Immune cell markers (CD45, CD3, CD68, and NF-κB) were assessed in the CVL pellets, cytobrush specimens, and cervicovaginal tissues by Dr. Gustavo Doncel's laboratory using immunochemistry techniques as previously described. 1,34 Briefly, CVL and cytobrush cell pellets were isolated, resuspended, and counted using a Neubauer's chamber. Cells were spotted on eight-well slides, air dried, fixed in methanol, and stored frozen. Later, they were immunostained using anti-CD45 and CD68 monoclonal antibodies (Zymed Laboratories, Inc., San Francisco, CA), anti-CD3 monoclonal antibody (Leica Biosystems Newcastle Ltd., Newcastle upon Tyne, UK), and anti-NF-κB monoclonal antibody [Chemicon (now Millipore), Temecula, CA]. After incubation, cells were washed and further incubated with Super Sensitive Detection System (Biogenex, Napa, CA). The slides were then stained with Fast Red substrate and chromogen (Dako, Carpinteria, CA), washed, and mounted. Positively stained cells appear red and were counted from different areas (∼200 cells per slide) under an E800 Nikon microscope. The number of cells recovered in cytobrushes was lower than expected, so only CD45+ cells were used in the statistical analysis.

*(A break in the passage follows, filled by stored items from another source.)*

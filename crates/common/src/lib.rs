//! Common types, protocol definitions, and errors shared across `colcrypt` crates.

pub mod error;
pub mod protocol;

pub use error::ServiceError;
//! Axum request handlers for all service endpoints.

use axum::{
    extract::State,
    http::StatusCode,
    response::{IntoResponse, Response},
    Json,
};
use base64::{engine::general_purpose::STANDARD, Engine as _};
use common::protocol::{
    ColumnSpec, ColumnType, ErrorResponse, FunctionsResponse, HealthResponse, InvokeRequest,
    InvokeResponse,
};
use common::ServiceError;
use tracing::warn;

use crate::function::registry::Statement;
use crate::function::{FunctionError, RowValues, DECRYPT_FUNCTION, ENCRYPT_FUNCTION};
use super::state::AppState;

/// `POST /encrypt`: run `aesgcm_encrypt` over the request rows.
///
/// Each request is one statement: the key named by the `key` parameter is
/// loaded once and one random nonce seeds the whole block.
pub async fn encrypt(State(state): State<AppState>, Json(req): Json<InvokeRequest>) -> Response {
    respond(ENCRYPT_FUNCTION, invoke(state, ENCRYPT_FUNCTION, req).await)
}

/// `POST /decrypt`: run `aesgcm_decrypt` over the request rows.
///
/// Any row that is too short or fails verification aborts the whole request.
pub async fn decrypt(State(state): State<AppState>, Json(req): Json<InvokeRequest>) -> Response {
    respond(DECRYPT_FUNCTION, invoke(state, DECRYPT_FUNCTION, req).await)
}

/// `GET /functions`: list every registered overload.
pub async fn functions(State(state): State<AppState>) -> Json<FunctionsResponse> {
    Json(FunctionsResponse {
        functions: state.registry.describe(),
    })
}

/// `GET /health`: liveness check.
pub async fn health(State(state): State<AppState>) -> Response {
    let body = HealthResponse {
        status: "ok".into(),
        functions_registered: state.registry.len(),
        hardware_aes: state.hardware_aes,
    };
    (StatusCode::OK, Json(body)).into_response()
}

/// Catch-all 404 handler.
pub async fn not_found() -> impl IntoResponse {
    let err = ErrorResponse::new("not_found", "the requested resource does not exist");
    (StatusCode::NOT_FOUND, Json(err))
}

// ---------------------------------------------------------------------------
// Statement execution
// ---------------------------------------------------------------------------

async fn invoke(
    state: AppState,
    function: &'static str,
    req: InvokeRequest,
) -> Result<InvokeResponse, ServiceError> {
    let InvokeRequest {
        parameters,
        columns,
        rows,
    } = req;

    // Arity and overload problems are reported before any row is looked at.
    state.registry.resolve(function, &columns)?;

    if rows.len() > state.max_rows_per_block {
        return Err(ServiceError::BadRequest(format!(
            "block of {} rows exceeds the maximum of {}",
            rows.len(),
            state.max_rows_per_block
        )));
    }
    let rows = decode_rows(&columns, rows)?;

    let registry = state.registry.clone();
    let require_hardware = state.require_hardware;
    let output = tokio::task::spawn_blocking(move || {
        registry.execute(
            Statement {
                function,
                parameters: &parameters,
                columns,
                rows,
            },
            require_hardware,
        )
    })
    .await
    .map_err(|e| ServiceError::Internal(format!("statement task failed: {e}")))??;

    let column_type = output.return_type.column_type;
    let rows = output
        .rows
        .into_iter()
        .enumerate()
        .map(|(row, value)| value.map(|v| encode_value(v, column_type, row)).transpose())
        .collect::<Result<Vec<_>, _>>()?;

    Ok(InvokeResponse {
        return_type: output.return_type,
        rows,
    })
}

fn respond(function: &str, result: Result<InvokeResponse, ServiceError>) -> Response {
    match result {
        Ok(body) => (StatusCode::OK, Json(body)).into_response(),
        Err(e) => {
            warn!(function, code = e.code(), error = %e, "invocation failed");
            let status =
                StatusCode::from_u16(e.http_status()).unwrap_or(StatusCode::INTERNAL_SERVER_ERROR);
            (status, Json(ErrorResponse::new(e.code(), e.to_string()))).into_response()
        }
    }
}

// ---------------------------------------------------------------------------
// Value encoding
// ---------------------------------------------------------------------------

/// Convert JSON row values to raw bytes according to each column's type.
fn decode_rows(
    columns: &[ColumnSpec],
    rows: Vec<Vec<Option<String>>>,
) -> Result<Vec<RowValues>, ServiceError> {
    rows.into_iter()
        .enumerate()
        .map(|(index, row)| {
            if row.len() != columns.len() {
                return Err(FunctionError::RowShape {
                    row: index,
                    found: row.len(),
                    expected: columns.len(),
                }
                .into());
            }
            row.into_iter()
                .zip(columns)
                .map(|(value, column)| value.map(|v| decode_value(v, column, index)).transpose())
                .collect()
        })
        .collect()
}

fn decode_value(value: String, column: &ColumnSpec, row: usize) -> Result<Vec<u8>, ServiceError> {
    match column.column_type {
        ColumnType::Varchar => Ok(value.into_bytes()),
        ColumnType::Varbinary => STANDARD.decode(value).map_err(|_| {
            ServiceError::BadRequest(format!(
                "row {row}: value in column '{}' is not valid base64",
                column.name
            ))
        }),
    }
}

fn encode_value(value: Vec<u8>, column_type: ColumnType, row: usize) -> Result<String, ServiceError> {
    match column_type {
        ColumnType::Varbinary => Ok(STANDARD.encode(value)),
        ColumnType::Varchar => String::from_utf8(value).map_err(|_| {
            ServiceError::BadRequest(format!("row {row}: decrypted value is not valid UTF-8"))
        }),
    }
}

Vaginal tissues were fixed in buffered formalin and embedded in paraffin for histopathological and immunohistochemical evaluation. For immunostaining, slides were deparaffinized, dehydrated, and rehydrated followed by antigen retrieval in citrate buffer (pH 6.2) at 95°C for 30 min. They were then cooled down and washed with phosphate-buffered saline (PBS). To prevent nonspecific binding, 1.5% normal horse serum was used. This was followed by incubation with specific antibodies overnight at 4°C. Thereafter, secondary reactions followed either the Biogenex or ABC recommended protocols. The antigen was localized by incubation with either AEC chromogen (ScyTek labs, Logan, UT) or Fast red substrate and chromogen (Dako, Carpinteria, CA). Positively stained cells were counted using an E800 Nikon microscope and expressed as number of cells/mm2.
Results
Sixty participants were enrolled between December 20, 2007 and May 22, 2008, and the last participant was exited on July 5, 2008 (Fig. 2). All completed the study except one participant in the placebo group who was discontinued early for use of emergency contraception. Two (one in the placebo group and one in the CS group) were completely excluded from analysis for using oral steroids prior to randomization. Of the 58 in the analysis, three with positive semen tests contributed data up to the visit with the positive test.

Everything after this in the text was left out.